The model assigned 25 out of 32 subjects the correct label (bipolar disorder/healthy) translating to a 78.12% diagnostic accuracy, 81.25% sensitivity, 75.00% specificity, 76.47% positive predictive value, and 80.00% negative predictive value and an area under the receiver operating characteristic curve (ROC) of 0.81. The predictions were significant at p = 0.0014 (χ(2) test p-value).
These results reaffirm previous reports on the existence of neuroanatomical abnormalities in the amygdala of pediatric patients with bipolar disorder. Remarkably, the present study also demonstrates that neuroanatomical signatures of the amygdala can predict individual subjects with bipolar disorder with a relatively high specificity and sensitivity. To the best of our knowledge, this is the first study to present a proof-of-concept diagnostic marker of pediatric bipolar disorder based on structural neuroimaging scans of largely medication-naïve patients.

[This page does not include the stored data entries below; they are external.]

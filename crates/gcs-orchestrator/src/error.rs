//! Orchestration errors.

use gcs_core::ErrorKind;
use gcs_gateway::GatewayError;
use thiserror::Error;

/// Errors surfaced by a turn loop run.
#[derive(Debug, Error)]
pub enum OrchestratorError {
    /// The turn's cancellation token fired before completion.
    #[error("turn cancelled")]
    Cancelled,

    /// The gateway call failed in a way the loop cannot recover from: a
    /// network/provider error, or an unrecoverable auth failure, surfaces
    /// immediately rather than being folded into a `tool` message.
    #[error(transparent)]
    Gateway(#[from] GatewayError),
}

impl OrchestratorError {
    /// Map to the shared error-kind taxonomy.
    #[must_use]
    pub fn kind(&self) -> ErrorKind {
        match self {
            Self::Cancelled => ErrorKind::Cancelled,
            Self::Gateway(e) => e.kind(),
        }
    }
}

/// Result type for orchestration operations.
pub type OrchestratorResult<T> = Result<T, OrchestratorError>;
#![deny(unsafe_code)]
#![warn(missing_docs)]
#![deny(clippy::all)]
#![warn(unreachable_pub)]
//! Shared types for the GCS runtime.
//!
//! Tool definitions, messages, conversations, tool executions, token
//! counts, and the stable error-kind taxonomy that every subsystem error
//! folds into. It has no business logic of its own.

pub mod capability;
pub mod error;
pub mod execution;
pub mod message;
pub mod testing;
pub mod tool;
pub mod tokens;

pub use capability::RuntimeHandle;
pub use error::{ErrorKind, GcsError};
pub use execution::{ToolExecution, ToolExecutionState, ToolResult};
pub use message::{Conversation, Message, MessageRole, ToolCallIntent};
pub use tokens::TokenCounts;
pub use tool::{ApprovalPolicy, ToolDefinition, ToolKind};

儿童双相情感障碍目前是根据体征和症状进行诊断的,且没有客观的诊断生物标志物。在本研究中,我们调查了杏仁核的结构神经解剖学特征在客观区分患有儿童双相情感障碍的个体与匹配的健康对照方面的效用。
对16名未用药的DSM-IV双相情感障碍儿童和青少年(11名男性,5名女性)以及16名匹配的健康对照(11名男性,5名女性)进行了结构性T1加权神经影像扫描。从杏仁核内双侧感兴趣区域提取的基于体素的灰质形态学特征被用于开发一个多变量模式分析模型,该模型用于预测新的或“未见过”的个体是双相情感障碍患者还是健康对照。

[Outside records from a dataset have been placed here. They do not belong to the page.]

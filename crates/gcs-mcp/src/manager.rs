//! The MCP Connection Manager: owns live connections to external MCP
//! servers, keeps the shared Tool Registry in sync with them, and runs a
//! background health-check loop that drops servers which stop responding.

use gcs_registry::ToolRegistry;
use rmcp::model::{CallToolRequestParams, RawContent, Tool as RmcpTool};
use rmcp::service::RunningService;
use rmcp::transport::streamable_http_client::StreamableHttpClientTransport;
use rmcp::transport::TokioChildProcess;
use rmcp::{RoleClient, ServiceExt};
use std::borrow::Cow;
use std::collections::HashMap;
use std::sync::Arc;
use std::time::Duration;
use tokio::process::Command;
use tokio::sync::RwLock;
use tokio::task::JoinHandle;
use tokio_util::sync::CancellationToken;
use tracing::{debug, info, warn};

use crate::error::{McpError, McpResult};
use crate::registry_store::RegistryStore;
use crate::types::{content_hash, McpToolResult, ServerCapabilities, ServerRecord, ServerStatus, Transport};

/// Default deadline for a single tool call.
pub const DEFAULT_CALL_DEADLINE: Duration = Duration::from_secs(30);

/// Consecutive health-check failures before a server is dropped.
const HEALTH_FAILURE_THRESHOLD: u32 = 5;

/// Interval between health checks.
const HEALTH_CHECK_INTERVAL: Duration = Duration::from_secs(30);

struct LiveConnection {
    record: ServerRecord,
    service: RunningService<RoleClient, ()>,
    capabilities: ServerCapabilities,
    consecutive_failures: u32,
}

/// Owns every live MCP connection and keeps the Tool Registry in sync.
pub struct ConnectionManager {
    registry: ToolRegistry,
    store: Arc<RegistryStore>,
    live: Arc<RwLock<HashMap<String, LiveConnection>>>,
    health_task: RwLock<Option<JoinHandle<()>>>,
    cancel: CancellationToken,
}

impl ConnectionManager {
    /// Build a manager bound to the shared Tool Registry and a persisted
    /// server-record store.
    #[must_use]
    pub fn new(registry: ToolRegistry, store: RegistryStore) -> Self {
        Self {
            registry,
            store: Arc::new(store),
            live: Arc::new(RwLock::new(HashMap::new())),
            health_task: RwLock::new(None),
            cancel: CancellationToken::new(),
        }
    }

    /// Reconnect every server whose last known status was `active`, logging
    /// and continuing past individual failures so one dead server never
    /// blocks startup.
    pub async fn reconnect_previously_active(&self) {
        for record in self.store.previously_active().await {
            let name = record.name.clone();
            if let Err(e) = self.connect_record(record).await {
                warn!(server = %name, error = %e, "failed to reconnect server at startup");
            }
        }
    }

    /// Connect a stdio server, registering its tools before returning.
    ///
    /// # Errors
    /// Returns an error if the child process cannot be spawned or the MCP
    /// handshake fails.
    pub async fn connect_stdio(
        &self,
        name: impl Into<String>,
        command: impl Into<String>,
        args: Vec<String>,
    ) -> McpResult<String> {
        let name = name.into();
        let command = command.into();
        let record = ServerRecord::stdio(name, command, args);
        self.connect_record(record).await
    }

    /// Connect a streamable-HTTP (SSE) server, registering its tools before
    /// returning.
    ///
    /// # Errors
    /// Returns an error if the connection or MCP handshake fails.
    pub async fn connect_streamable_http(&self, name: impl Into<String>, url: impl Into<String>) -> McpResult<String> {
        let record = ServerRecord::streamable_http(name.into(), url.into());
        self.connect_record(record).await
    }

    async fn connect_record(&self, mut record: ServerRecord) -> McpResult<String> {
        let server_id = record.server_id.clone();

        let service = match &record.transport {
            Transport::Stdio { command, args } => {
                let transport = TokioChildProcess::new(Command::new(command).args(args)).map_err(|e| {
                    McpError::SpawnFailed { server: record.name.clone(), reason: e.to_string() }
                })?;
                ().serve(transport)
                    .await
                    .map_err(|e| McpError::Protocol { server: record.name.clone(), reason: e.to_string() })?
            },
            Transport::StreamableHttp { url } => {
                let transport = StreamableHttpClientTransport::from_uri(url.clone());
                ().serve(transport)
                    .await
                    .map_err(|e| McpError::Protocol { server: record.name.clone(), reason: e.to_string() })?
            },
        };

        let tools = service
            .list_tools(Default::default())
            .await
            .map_err(|e| McpError::Protocol { server: record.name.clone(), reason: e.to_string() })?
            .tools;

        for tool in &tools {
            self.registry.register(to_tool_definition(tool, &server_id)).await;
        }

        let capabilities = ServerCapabilities { tools: !tools.is_empty(), resources: false, prompts: false };

        record.status = ServerStatus::Active;
        self.store.upsert(record.clone()).await?;

        let mut live = self.live.write().await;
        live.insert(
            server_id.clone(),
            LiveConnection { record, service, capabilities, consecutive_failures: 0 },
        );
        drop(live);

        info!(server_id = %server_id, tool_count = tools.len(), "MCP server connected");
        Ok(server_id)
    }

    /// Disconnect a server: detach its tools from the registry, then close
    /// the connection. Completes only after the registry has removed every
    /// tool the server owned.
    ///
    /// # Errors
    /// Returns `UnknownServer` if no connection is live under this id.
    pub async fn disconnect(&self, server_id: &str) -> McpResult<()> {
        self.registry.unregister_by_origin(server_id).await;

        let mut live = self.live.write().await;
        let Some(mut conn) = live.remove(server_id) else {
            return Err(McpError::UnknownServer(server_id.to_string()));
        };
        drop(live);

        conn.record.status = ServerStatus::Disconnected;
        self.store.upsert(conn.record.clone()).await?;
        let _ = conn.service.cancel().await;

        info!(server_id, "MCP server disconnected");
        Ok(())
    }

    /// Call a tool on a connected server, bounded by `deadline`.
    ///
    /// # Errors
    /// Returns `NotConnected` if the server is offline, `Timeout` if the
    /// deadline elapses, or `Protocol` on an MCP-level failure.
    pub async fn call_tool(
        &self,
        server_id: &str,
        tool_name: &str,
        arguments: serde_json::Value,
        deadline: Duration,
    ) -> McpResult<McpToolResult> {
        let live = self.live.read().await;
        let conn = live.get(server_id).ok_or_else(|| McpError::NotConnected(server_id.to_string()))?;

        let args = match arguments {
            serde_json::Value::Object(map) => Some(map),
            serde_json::Value::Null => None,
            other => {
                let mut map = serde_json::Map::new();
                map.insert("value".to_string(), other);
                Some(map)
            },
        };

        let params = CallToolRequestParams {
            meta: None,
            name: Cow::Owned(tool_name.to_string()),
            arguments: args,
            task: None,
        };

        let call = conn.service.call_tool(params);
        drop(live);

        match tokio::time::timeout(deadline, call).await {
            Ok(Ok(result)) => {
                let is_error = result.is_error.unwrap_or(false);
                let text = result
                    .content
                    .iter()
                    .filter_map(|c| match &**c {
                        RawContent::Text(t) => Some(t.text.clone()),
                        _ => None,
                    })
                    .collect::<Vec<_>>()
                    .join("\n");
                Ok(if is_error { McpToolResult::failed(text) } else { McpToolResult::ok(text) })
            },
            Ok(Err(e)) => Err(McpError::Protocol { server: server_id.to_string(), reason: e.to_string() }),
            Err(_) => Err(McpError::Timeout { server: server_id.to_string(), tool: tool_name.to_string() }),
        }
    }

    /// Ids of every currently-connected server.
    pub async fn list_connected(&self) -> Vec<String> {
        self.live.read().await.keys().cloned().collect()
    }

    /// Capabilities advertised by a connected server.
    pub async fn capabilities(&self, server_id: &str) -> Option<ServerCapabilities> {
        self.live.read().await.get(server_id).map(|c| c.capabilities.clone())
    }

    /// Start the background health-check loop. Calling this more than once
    /// replaces the previous loop.
    pub async fn start_health_check_loop(self: &Arc<Self>) {
        let mut task_slot = self.health_task.write().await;
        if let Some(handle) = task_slot.take() {
            handle.abort();
        }
        let manager = Arc::clone(self);
        let cancel = self.cancel.clone();
        *task_slot = Some(tokio::spawn(async move {
            let mut interval = tokio::time::interval(HEALTH_CHECK_INTERVAL);
            loop {
                tokio::select! {
                    () = cancel.cancelled() => break,
                    _ = interval.tick() => manager.run_health_check().await,
                }
            }
        }));
    }

    async fn run_health_check(&self) {
        let ids: Vec<String> = self.live.read().await.keys().cloned().collect();
        for server_id in ids {
            let ok = {
                let live = self.live.read().await;
                let Some(conn) = live.get(&server_id) else { continue };
                conn.service.list_tools(Default::default()).await.is_ok()
            };

            let mut live = self.live.write().await;
            let Some(conn) = live.get_mut(&server_id) else { continue };
            if ok {
                conn.consecutive_failures = 0;
                continue;
            }
            conn.consecutive_failures += 1;
            debug!(server_id = %server_id, failures = conn.consecutive_failures, "health check failed");
            if conn.consecutive_failures >= HEALTH_FAILURE_THRESHOLD {
                warn!(server_id = %server_id, "server failed health checks, removing");
                live.remove(&server_id);
                drop(live);
                self.registry.unregister_by_origin(&server_id).await;
            }
        }
    }

    /// Disconnect every live server and stop the health-check loop.
    pub async fn shutdown(&self) {
        self.cancel.cancel();
        if let Some(handle) = self.health_task.write().await.take() {
            handle.abort();
        }
        let ids: Vec<String> = self.live.read().await.keys().cloned().collect();
        for id in ids {
            let _ = self.disconnect(&id).await;
        }
    }
}

fn to_tool_definition(tool: &RmcpTool, server_id: &str) -> gcs_core::ToolDefinition {
    let parameters = serde_json::to_value(&*tool.input_schema).unwrap_or_else(|_| serde_json::json!({"type": "object"}));
    gcs_core::ToolDefinition::external(tool.name.to_string(), tool.description.as_deref().unwrap_or_default(), server_id)
        .with_parameters(parameters)
}

/// Deterministic id a caller can compute ahead of connecting, e.g. to check
/// whether a URL is already registered.
#[must_use]
pub fn server_id_for_url(url: &str) -> String {
    content_hash(url)
}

该模型在32名受试者中为25名分配了正确的标签(双相情感障碍/健康),诊断准确率为78.12%,灵敏度为81.25%,特异度为75.00%,阳性预测值为76.47%,阴性预测值为80.00%,受试者工作特征曲线(ROC)下面积为0.81。预测在p = 0.0014时具有显著性(χ(2)检验p值)。
这些结果再次证实了先前关于患有双相情感障碍的儿科患者杏仁核存在神经解剖学异常的报道。值得注意的是,本研究还表明,杏仁核的神经解剖学特征可以以相对较高的特异度和灵敏度预测双相情感障碍个体。据我们所知,这是第一项基于对基本未用药患者的结构神经影像扫描提出儿童双相情感障碍概念验证诊断标志物的研究。